WHAT YOU ARE ASKED TO DO: Every line with "matches" in it should be copied from the data.
GIVEN RECORDS: Begin
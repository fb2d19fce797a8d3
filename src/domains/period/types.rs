use chrono::{DateTime, Utc};
use serde::{Deserialize, Serialize};
use std::fmt;

/// Period granularity used to bucket donations
#[derive(Debug, Clone, Copy, PartialEq, Eq, Hash, Serialize, Deserialize)]
#[serde(rename_all = "snake_case")]
pub enum Period {
    Month,
    Quarter,
    Year,
    AllTime,
}

impl Period {
    pub fn as_str(&self) -> &'static str {
        match self {
            Period::Month => "month",
            Period::Quarter => "quarter",
            Period::Year => "year",
            Period::AllTime => "all_time",
        }
    }

    /// Accepts the snake_case names as well as the history screen labels
    /// ("This Month", "All Time", ...).
    pub fn from_str(s: &str) -> Option<Self> {
        let normalized = s.trim().to_lowercase();
        let normalized = normalized.strip_prefix("this ").unwrap_or(normalized.as_str());
        match normalized {
            "month" => Some(Period::Month),
            "quarter" => Some(Period::Quarter),
            "year" => Some(Period::Year),
            "all_time" | "all time" | "alltime" => Some(Period::AllTime),
            _ => None,
        }
    }

    /// Length of one bucket in calendar months; `None` for all-time.
    pub fn months(&self) -> Option<u32> {
        match self {
            Period::Month => Some(1),
            Period::Quarter => Some(3),
            Period::Year => Some(12),
            Period::AllTime => None,
        }
    }
}

impl fmt::Display for Period {
    fn fmt(&self, f: &mut fmt::Formatter<'_>) -> fmt::Result {
        write!(f, "{}", self.as_str())
    }
}

/// A closed interval of instants. Both ends are inclusive and `start <= end`.
///
/// Only the bucketer constructs these, so every screen shares one boundary rule.
#[derive(Debug, Clone, Copy, PartialEq, Eq, Hash, Serialize)]
pub struct PeriodWindow {
    start: DateTime<Utc>,
    end: DateTime<Utc>,
}

impl PeriodWindow {
    pub(crate) fn new(start: DateTime<Utc>, end: DateTime<Utc>) -> Self {
        debug_assert!(start <= end);
        Self { start, end }
    }

    pub fn start(&self) -> DateTime<Utc> {
        self.start
    }

    pub fn end(&self) -> DateTime<Utc> {
        self.end
    }

    pub fn contains(&self, instant: DateTime<Utc>) -> bool {
        self.start <= instant && instant <= self.end
    }
}

/// What a period resolves to: a concrete window, or no time filtering at all.
#[derive(Debug, Clone, Copy, PartialEq, Eq, Hash, Serialize)]
#[serde(tag = "kind", rename_all = "snake_case")]
pub enum PeriodScope {
    Bounded(PeriodWindow),
    Unbounded,
}

impl PeriodScope {
    pub fn contains(&self, instant: DateTime<Utc>) -> bool {
        match self {
            PeriodScope::Bounded(window) => window.contains(instant),
            PeriodScope::Unbounded => true,
        }
    }

    pub fn window(&self) -> Option<&PeriodWindow> {
        match self {
            PeriodScope::Bounded(window) => Some(window),
            PeriodScope::Unbounded => None,
        }
    }

    pub fn is_bounded(&self) -> bool {
        matches!(self, PeriodScope::Bounded(_))
    }
}
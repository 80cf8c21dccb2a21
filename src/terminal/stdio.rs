//! Minimal stdio-backed terminal
//!
//! Just enough widget for the CLI binary: echoes to stdout, errors to
//! stderr, and keeps the prompt and a single input line in memory so the
//! interrupt and completion paths have something to operate on. A real
//! deployment would wire the driver to an actual terminal widget instead.

use std::io::{self, Write};
use std::sync::atomic::{AtomicBool, Ordering};

use parking_lot::Mutex;

use super::{EchoOptions, Terminal};

/// Terminal implementation over process stdout/stderr.
pub struct StdioTerminal {
    paused: AtomicBool,
    prompt: Mutex<String>,
    command: Mutex<String>,
    cursor_blink: bool,
}

impl StdioTerminal {
    /// Create a terminal; `cursor_blink` mirrors the widget's blinking
    /// cursor flag (purely cosmetic, unused for plain stdio).
    pub fn new(cursor_blink: bool) -> Self {
        Self {
            paused: AtomicBool::new(false),
            prompt: Mutex::new(String::new()),
            command: Mutex::new(String::new()),
            cursor_blink,
        }
    }

    /// Whether input is currently paused.
    pub fn is_paused(&self) -> bool {
        self.paused.load(Ordering::SeqCst)
    }

    /// Whether the cursor should blink.
    pub fn cursor_blink(&self) -> bool {
        self.cursor_blink
    }

    /// Print the current prompt without a trailing newline.
    pub fn show_prompt(&self) {
        print!("{}", self.prompt.lock());
        let _ = io::stdout().flush();
    }
}

impl Terminal for StdioTerminal {
    fn echo(&self, text: &str, opts: EchoOptions) {
        if opts.newline {
            println!("{text}");
        } else {
            print!("{text}");
            let _ = io::stdout().flush();
        }
    }

    fn error(&self, text: &str) {
        eprintln!("{text}");
    }

    fn pause(&self) {
        self.paused.store(true, Ordering::SeqCst);
    }

    fn resume(&self) {
        self.paused.store(false, Ordering::SeqCst);
    }

    fn set_prompt(&self, prompt: &str) {
        *self.prompt.lock() = prompt.to_string();
    }

    fn insert(&self, text: &str) {
        self.command.lock().push_str(text);
    }

    fn before_cursor(&self) -> String {
        self.command.lock().clone()
    }

    fn set_command(&self, text: &str) {
        *self.command.lock() = text.to_string();
    }

    fn enter(&self) {
        println!();
    }
}
//! Console core: configuration, serializer gate, driver loop, and session
//! lifecycle for the interactive interpreter front end.
//!
//! The entry point is [`Console::start`], which wires an [`Evaluator`] to a
//! [`Terminal`] and hands out [`Driver`] handles. One `Driver::interpret`
//! call processes one submitted command end to end.
//!
//! [`Evaluator`]: crate::evaluator::Evaluator
//! [`Terminal`]: crate::terminal::Terminal

use std::path::Path;
use std::time::Duration;

use serde::{Deserialize, Serialize};

// Submodules
pub mod driver;
pub mod error;
pub mod format;
pub mod gate;
pub mod render;
pub mod sealed;
pub mod session;

pub use driver::Driver;
pub use error::ConsoleError;
pub use session::{Console, Session};

/// Configuration for a console session.
///
/// The presentation fields (prompts, truncation separator, context window)
/// are constants of the original terminal UI; they are configuration here
/// rather than structure.
#[derive(Debug, Clone, Serialize, Deserialize)]
pub struct ConsoleConfig {
    /// Primary prompt.
    pub ps1: String,

    /// Continuation prompt shown while a statement is incomplete.
    pub ps2: String,

    /// Greeting echoed when the session starts.
    pub greeting: Option<String>,

    /// Maximum rendered-representation length before truncation.
    pub repr_limit: usize,

    /// Separator inserted where a long representation is cut.
    pub truncation_separator: String,

    /// Context lines shown on each side of a failing line.
    pub context_lines: usize,

    /// Delay after releasing the gate, letting the UI settle (milliseconds).
    pub settle_delay_ms: u64,

    /// Delay between the fatal handler's two pause calls (milliseconds).
    pub fatal_pause_delay_ms: u64,

    /// Substring of a line that triggers the render hook around evaluation.
    pub render_trigger: Option<String>,

    /// Whether the prompt cursor blinks.
    pub cursor_blink: bool,
}

impl Default for ConsoleConfig {
    fn default() -> Self {
        Self {
            ps1: ">>> ".to_string(),
            ps2: "... ".to_string(),
            greeting: Some("Welcome to the interline terminal".to_string()),
            repr_limit: 1000,
            truncation_separator: "\n<long output truncated>\n".to_string(),
            context_lines: 3,
            settle_delay_ms: 10,
            fatal_pause_delay_ms: 15,
            render_trigger: Some("plt.show()".to_string()),
            cursor_blink: true,
        }
    }
}

impl ConsoleConfig {
    /// Load configuration from a JSON file.
    pub fn load(path: impl AsRef<Path>) -> Result<Self, ConsoleError> {
        let path = path.as_ref();
        let text = std::fs::read_to_string(path).map_err(|source| ConsoleError::Load {
            path: path.to_path_buf(),
            source,
        })?;
        serde_json::from_str(&text)
            .map_err(|err| ConsoleError::Config(format!("{}: {err}", path.display())))
    }

    pub(crate) fn settle_delay(&self) -> Duration {
        Duration::from_millis(self.settle_delay_ms)
    }

    pub(crate) fn fatal_pause_delay(&self) -> Duration {
        Duration::from_millis(self.fatal_pause_delay_ms)
    }
}

#[cfg(test)]
mod tests {
    use std::io::Write;

    use super::*;

    #[test]
    fn test_default_presentation_constants() {
        let config = ConsoleConfig::default();
        assert_eq!(config.ps1, ">>> ");
        assert_eq!(config.ps2, "... ");
        assert_eq!(config.context_lines, 3);
        assert_eq!(config.truncation_separator, "\n<long output truncated>\n");
    }

    #[test]
    fn test_load_from_json() {
        let mut file = tempfile::NamedTempFile::new().expect("create temp config");
        let json = serde_json::to_string(&ConsoleConfig {
            ps1: "py> ".to_string(),
            cursor_blink: false,
            ..ConsoleConfig::default()
        })
        .expect("serialize config");
        file.write_all(json.as_bytes()).expect("write temp config");

        let config = ConsoleConfig::load(file.path()).expect("load config");
        assert_eq!(config.ps1, "py> ");
        assert!(!config.cursor_blink);
    }

    #[test]
    fn test_load_missing_file_is_load_error() {
        let err = ConsoleConfig::load("/nonexistent/interline.json").unwrap_err();
        assert!(matches!(err, ConsoleError::Load { .. }));
    }
}
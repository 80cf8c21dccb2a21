//! Shared test doubles for the integration suite.

#![allow(dead_code)]

use std::collections::VecDeque;
use std::sync::Arc;
use std::sync::atomic::{AtomicUsize, Ordering};
use std::time::Duration;

use interline::evaluator::{
    EvalOutcome, Evaluator, FatalSink, OutputSink, PendingResult, ReleaseGuard, Verdict,
};
use interline::terminal::{EchoOptions, Terminal};
use parking_lot::Mutex;

/// Terminal interaction recorded by [`RecordingTerminal`].
#[derive(Debug, Clone, PartialEq, Eq)]
pub enum Event {
    Echo(String, bool),
    Error(String),
    Pause,
    Resume,
    Prompt(String),
    Insert(String),
    SetCommand(String),
    Enter,
}

/// Terminal that records every call for later assertions.
#[derive(Default)]
pub struct RecordingTerminal {
    events: Mutex<Vec<Event>>,
    before_cursor: Mutex<String>,
}

impl RecordingTerminal {
    pub fn new() -> Arc<Self> {
        Arc::new(Self::default())
    }

    pub fn events(&self) -> Vec<Event> {
        self.events.lock().clone()
    }

    pub fn echoes(&self) -> Vec<String> {
        self.events()
            .into_iter()
            .filter_map(|event| match event {
                Event::Echo(text, _) => Some(text),
                _ => None,
            })
            .collect()
    }

    pub fn errors(&self) -> Vec<String> {
        self.events()
            .into_iter()
            .filter_map(|event| match event {
                Event::Error(text) => Some(text),
                _ => None,
            })
            .collect()
    }

    pub fn pause_count(&self) -> usize {
        self.events()
            .iter()
            .filter(|event| matches!(event, Event::Pause))
            .count()
    }

    pub fn set_before_cursor(&self, text: &str) {
        *self.before_cursor.lock() = text.to_string();
    }

    fn record(&self, event: Event) {
        self.events.lock().push(event);
    }
}

impl Terminal for RecordingTerminal {
    fn echo(&self, text: &str, opts: EchoOptions) {
        self.record(Event::Echo(text.to_string(), opts.newline));
    }

    fn error(&self, text: &str) {
        self.record(Event::Error(text.to_string()));
    }

    fn pause(&self) {
        self.record(Event::Pause);
    }

    fn resume(&self) {
        self.record(Event::Resume);
    }

    fn set_prompt(&self, prompt: &str) {
        self.record(Event::Prompt(prompt.to_string()));
    }

    fn insert(&self, text: &str) {
        self.record(Event::Insert(text.to_string()));
    }

    fn before_cursor(&self) -> String {
        self.before_cursor.lock().clone()
    }

    fn set_command(&self, text: &str) {
        self.record(Event::SetCommand(text.to_string()));
    }

    fn enter(&self) {
        self.record(Event::Enter);
    }
}

/// Evaluator driven by a queue of pre-programmed verdicts. Once the queue
/// runs dry, every push completes with no result.
pub struct ScriptedEvaluator {
    verdicts: VecDeque<Verdict>,
    pushes: Arc<Mutex<Vec<String>>>,
    cleared: Arc<AtomicUsize>,
}

impl ScriptedEvaluator {
    pub fn new(verdicts: Vec<Verdict>) -> Self {
        Self {
            verdicts: verdicts.into(),
            pushes: Arc::new(Mutex::new(Vec::new())),
            cleared: Arc::new(AtomicUsize::new(0)),
        }
    }

    /// Shared log of every pushed line, in order.
    pub fn pushes(&self) -> Arc<Mutex<Vec<String>>> {
        self.pushes.clone()
    }

    /// Shared count of buffer-clear calls.
    pub fn cleared(&self) -> Arc<AtomicUsize> {
        self.cleared.clone()
    }
}

impl Evaluator for ScriptedEvaluator {
    fn push(&mut self, line: &str) -> Verdict {
        self.pushes.lock().push(line.to_string());
        self.verdicts
            .pop_front()
            .unwrap_or_else(|| Verdict::Complete(PendingResult::ready(Ok(interline::evaluator::Value::None))))
    }

    fn complete(&self, _partial: &str) -> Vec<String> {
        Vec::new()
    }

    fn clear_buffer(&mut self) {
        self.cleared.fetch_add(1, Ordering::SeqCst);
    }

    fn set_stdout(&mut self, _sink: OutputSink) {}

    fn set_stderr(&mut self, _sink: OutputSink) {}

    fn set_fatal_sink(&mut self, _sink: FatalSink) {}
}

/// Complete verdict whose release guard bumps `releases` when it fires.
pub fn counted(outcome: EvalOutcome, releases: &Arc<AtomicUsize>) -> Verdict {
    let releases = releases.clone();
    Verdict::Complete(PendingResult::new(
        Box::pin(async move { outcome }),
        ReleaseGuard::new(move || {
            releases.fetch_add(1, Ordering::SeqCst);
        }),
    ))
}

/// Complete verdict that resolves after a delay.
pub fn slow(outcome: EvalOutcome, delay_ms: u64) -> Verdict {
    Verdict::Complete(PendingResult::new(
        Box::pin(async move {
            tokio::time::sleep(Duration::from_millis(delay_ms)).await;
            outcome
        }),
        ReleaseGuard::noop(),
    ))
}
GIVEN RECORDS: End
RESULT OF THIS EXERCISE:
        matches!(self, PeriodScope::Bounded(_))
        assert!(matches!(err, ConsoleError::Load { .. }));
            .filter(|event| matches!(event, Event::Pause))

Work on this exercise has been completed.